▶ _WORK REQUIRED_: Your task is to quote the listing below exactly, beginning with its first line and ending on the line bearing "use serde::Deserialize;".

-- Opening Marker --

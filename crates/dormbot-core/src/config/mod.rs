//! Configuration module for dormbot.
//!
//! Loads typed configuration from `config.json` or `~/.dormbot/config.json`.
//! All fields use `serde` for zero-boilerplate deserialization.

use serde::Deserialize;
use std::path::{Path, PathBuf};

use crate::models::GeoPoint;

/// Root configuration.
#[derive(Debug, Clone, Default, Deserialize)]
#[serde(default)]
pub struct Config {
    pub routing: RoutingConfig,
    pub providers: ProvidersConfig,
    pub chatbot: ChatbotConfig,
}

impl Config {
    /// Load configuration.
    ///
    /// Priority:
    /// 1. local `config.json` in current directory
    /// 2. `~/.dormbot/config.json`
    ///
    /// API keys from `ORS_API_KEY` / `GROQ_API_KEY` override the file.
    pub fn load() -> anyhow::Result<Self> {
        let paths = [PathBuf::from("config.json"), Self::default_path()];

        let mut config = match paths.iter().find(|p| p.exists()) {
            Some(path) => {
                tracing::debug!("Loading config from: {}", path.display());
                Self::load_from(path)?
            }
            None => Config::default(),
        };

        config.apply_env_overrides();
        Ok(config)
    }

    /// Load configuration from a specific path.
    pub fn load_from(path: &Path) -> anyhow::Result<Self> {
        let content = std::fs::read_to_string(path)?;
        let config: Config = serde_json::from_str(&content)?;
        Ok(config)
    }

    fn apply_env_overrides(&mut self) {
        if let Ok(key) = std::env::var("ORS_API_KEY") {
            tracing::info!("Using routing API key from environment variable");
            self.routing.api_key = key;
        }
        if let Ok(key) = std::env::var("GROQ_API_KEY") {
            tracing::info!("Using Groq API key from environment variable");
            self.providers
                .groq
                .get_or_insert_with(ProviderEntry::default)
                .api_key = key;
        }
    }

    /// Get the default config file path (`~/.dormbot/config.json`).
    pub fn default_path() -> PathBuf {
        Self::config_dir().join("config.json")
    }

    /// Get the default config directory path.
    pub fn config_dir() -> PathBuf {
        dirs::home_dir()
            .unwrap_or_else(|| PathBuf::from("."))
            .join(".dormbot")
    }

    /// Write the default config template to disk.
    pub fn write_default_template() -> anyhow::Result<PathBuf> {
        let path = Self::default_path();
        if let Some(parent) = path.parent() {
            std::fs::create_dir_all(parent)?;
        }

        let template = serde_json::json!({
            "routing": {
                "apiKey": "YOUR_OPENROUTESERVICE_KEY",
                "timeoutSeconds": 10
            },
            "providers": {
                "groq": {
                    "apiKey": "gsk_YOUR_KEY_HERE",
                    "model": "llama-3.1-8b-instant"
                }
            },
            "chatbot": {
                "dormsPath": "dorms.json",
                "nearestLimit": 5,
                "landmarks": [
                    { "name": "มหาวิทยาลัย", "latitude": 13.7563, "longitude": 100.5018 }
                ]
            }
        });

        std::fs::write(&path, serde_json::to_string_pretty(&template)?)?;
        Ok(path)
    }

    /// Validate configuration and return actionable error messages.
    ///
    /// A missing routing key is not an error: distances fall back to
    /// straight-line estimates.
    pub fn validate(&self) -> std::result::Result<(), Vec<String>> {
        let mut errors = Vec::new();

        if self.routing.timeout_seconds == 0 {
            errors.push("routing.timeoutSeconds must be greater than zero.".into());
        }

        if self.chatbot.nearest_limit == 0 {
            errors.push("chatbot.nearestLimit must be at least 1.".into());
        }

        for landmark in &self.chatbot.landmarks {
            if landmark.name.trim().is_empty() {
                errors.push("chatbot.landmarks contains an entry without a name.".into());
            } else if landmark.point().is_none() {
                errors.push(format!(
                    "Landmark '{}' has out-of-range coordinates.",
                    landmark.name
                ));
            }
        }

        if let Some(ref name) = self.chatbot.default_landmark {
            if self.chatbot.landmark(name).is_none() {
                errors.push(format!(
                    "chatbot.defaultLandmark '{}' is not in chatbot.landmarks.",
                    name
                ));
            }
        }

        if errors.is_empty() {
            Ok(())
        } else {
            Err(errors)
        }
    }
}

// ── Routing Configuration ───────────────────────────────────────────

#[derive(Debug, Clone, Deserialize)]
#[serde(default, rename_all = "camelCase")]
pub struct RoutingConfig {
    pub api_key: String,
    pub api_base: String,
    pub timeout_seconds: u64,
    /// Memoize successful routes for this many seconds. Off when unset.
    pub cache_ttl_seconds: Option<u64>,
}

impl Default for RoutingConfig {
    fn default() -> Self {
        Self {
            api_key: String::new(),
            api_base: crate::distance::openroute::DEFAULT_BASE_URL.into(),
            timeout_seconds: crate::distance::openroute::DEFAULT_TIMEOUT.as_secs(),
            cache_ttl_seconds: None,
        }
    }
}

impl RoutingConfig {
    pub fn is_configured(&self) -> bool {
        !self.api_key.is_empty() && !self.api_key.contains("YOUR_")
    }
}

// ── Provider Configuration ──────────────────────────────────────────

#[derive(Debug, Clone, Default, Deserialize)]
#[serde(default, rename_all = "camelCase")]
pub struct ProviderEntry {
    pub api_key: String,
    pub api_base: Option<String>,
    pub model: Option<String>,
}

impl ProviderEntry {
    fn is_real(&self) -> bool {
        !self.api_key.is_empty() && !self.api_key.contains("YOUR_")
    }
}

#[derive(Debug, Clone, Default, Deserialize)]
#[serde(default)]
pub struct ProvidersConfig {
    pub groq: Option<ProviderEntry>,
}

impl ProvidersConfig {
    /// The LLM provider to use for general questions, if one has a real key.
    pub fn find_active(&self) -> Option<(&str, &ProviderEntry)> {
        self.groq
            .as_ref()
            .filter(|e| e.is_real())
            .map(|e| ("groq", e))
    }
}

// ── Chatbot Configuration ───────────────────────────────────────────

#[derive(Debug, Clone, Deserialize)]
#[serde(default, rename_all = "camelCase")]
pub struct ChatbotConfig {
    pub dorms_path: String,
    pub nearest_limit: usize,
    /// Landmark used when a question names one dormitory and nothing else.
    pub default_landmark: Option<String>,
    pub landmarks: Vec<Landmark>,
}

impl Default for ChatbotConfig {
    fn default() -> Self {
        Self {
            dorms_path: "dorms.json".into(),
            nearest_limit: crate::distance::DEFAULT_NEAREST_LIMIT,
            default_landmark: None,
            landmarks: Vec::new(),
        }
    }
}

impl ChatbotConfig {
    pub fn landmark(&self, name: &str) -> Option<&Landmark> {
        self.landmarks.iter().find(|l| l.name == name)
    }
}

/// A named place users ask about ("university", "BTS station", ...).
#[derive(Debug, Clone, Deserialize)]
pub struct Landmark {
    pub name: String,
    pub latitude: f64,
    pub longitude: f64,
}

impl Landmark {
    pub fn point(&self) -> Option<GeoPoint> {
        GeoPoint::new(self.latitude, self.longitude)
    }
}

#[cfg(test)]
mod tests {
    use super::*;

    #[test]
    fn test_default_config() {
        let config = Config::default();
        assert_eq!(config.routing.api_base, "https://api.openrouteservice.org");
        assert_eq!(config.routing.timeout_seconds, 10);
        assert!(config.routing.cache_ttl_seconds.is_none());
        assert_eq!(config.chatbot.nearest_limit, 5);
        assert_eq!(config.chatbot.dorms_path, "dorms.json");
        assert!(config.validate().is_ok());
    }

    #[test]
    fn test_deserialize_minimal_json() {
        let json = r#"{"routing": {"apiKey": "ors-key"}}"#;
        let config: Config = serde_json::from_str(json).unwrap();
        assert_eq!(config.routing.api_key, "ors-key");
        assert_eq!(config.routing.timeout_seconds, 10);
        assert!(config.routing.is_configured());
    }

    #[test]
    fn test_find_active_provider() {
        let json = r#"{"providers": {"groq": {"apiKey": "gsk-xxx", "model": "llama3"}}}"#;
        let config: Config = serde_json::from_str(json).unwrap();
        let (name, entry) = config.providers.find_active().unwrap();
        assert_eq!(name, "groq");
        assert_eq!(entry.model.as_deref(), Some("llama3"));
    }

    #[test]
    fn test_placeholder_keys_are_inactive() {
        let json = r#"{"routing": {"apiKey": "YOUR_OPENROUTESERVICE_KEY"},
                       "providers": {"groq": {"apiKey": "gsk_YOUR_KEY_HERE"}}}"#;
        let config: Config = serde_json::from_str(json).unwrap();
        assert!(!config.routing.is_configured());
        assert!(config.providers.find_active().is_none());
    }

    #[test]
    fn test_validate_reports_bad_values() {
        let json = r#"{
            "routing": {"timeoutSeconds": 0},
            "chatbot": {
                "nearestLimit": 0,
                "defaultLandmark": "ตลาด",
                "landmarks": [{"name": "ขั้วโลก", "latitude": 95.0, "longitude": 0.0}]
            }
        }"#;
        let config: Config = serde_json::from_str(json).unwrap();
        let errors = config.validate().unwrap_err();
        assert_eq!(errors.len(), 4);
    }

    #[test]
    fn test_load_from_file() {
        let tmp = std::env::temp_dir().join("dormbot_test_config");
        let _ = std::fs::create_dir_all(&tmp);
        let path = tmp.join("config.json");
        std::fs::write(
            &path,
            r#"{"chatbot": {"landmarks": [{"name": "มหาวิทยาลัย", "latitude": 13.7, "longitude": 100.5}]}}"#,
        )
        .unwrap();

        let config = Config::load_from(&path).unwrap();
        let landmark = config.chatbot.landmark("มหาวิทยาลัย").unwrap();
        assert!(landmark.point().is_some());

        let _ = std::fs::remove_dir_all(&tmp);
    }
}
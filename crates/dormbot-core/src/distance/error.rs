use thiserror::Error;

/// Errors surfaced to callers of the distance resolver.
#[derive(Debug, Error)]
pub enum DistanceError {
    #[error("dormitory '{dorm}' has no valid coordinates")]
    MissingCoordinates { dorm: String },
}

/// Routing provider failures. The resolver consumes all of these by falling
/// back to a great-circle estimate.
#[derive(Debug, Error)]
pub enum RoutingError {
    #[error("routing provider API key is not configured")]
    NotConfigured,

    #[error("routing request failed: {0}")]
    Network(#[from] reqwest::Error),

    #[error("routing provider returned HTTP {0}")]
    Status(reqwest::StatusCode),

    #[error("malformed routing response: {0}")]
    Malformed(String),
}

-- Closing Marker --

▶ _ANSWER BOX_:
filename crates/dormbot-core/src/config/mod.rs
//! Configuration module for dormbot.
//!
//! Loads typed configuration from `config.json` or `~/.dormbot/config.json`.
//! All fields use `serde` for zero-boilerplate deserialization.

use serde::Deserialize;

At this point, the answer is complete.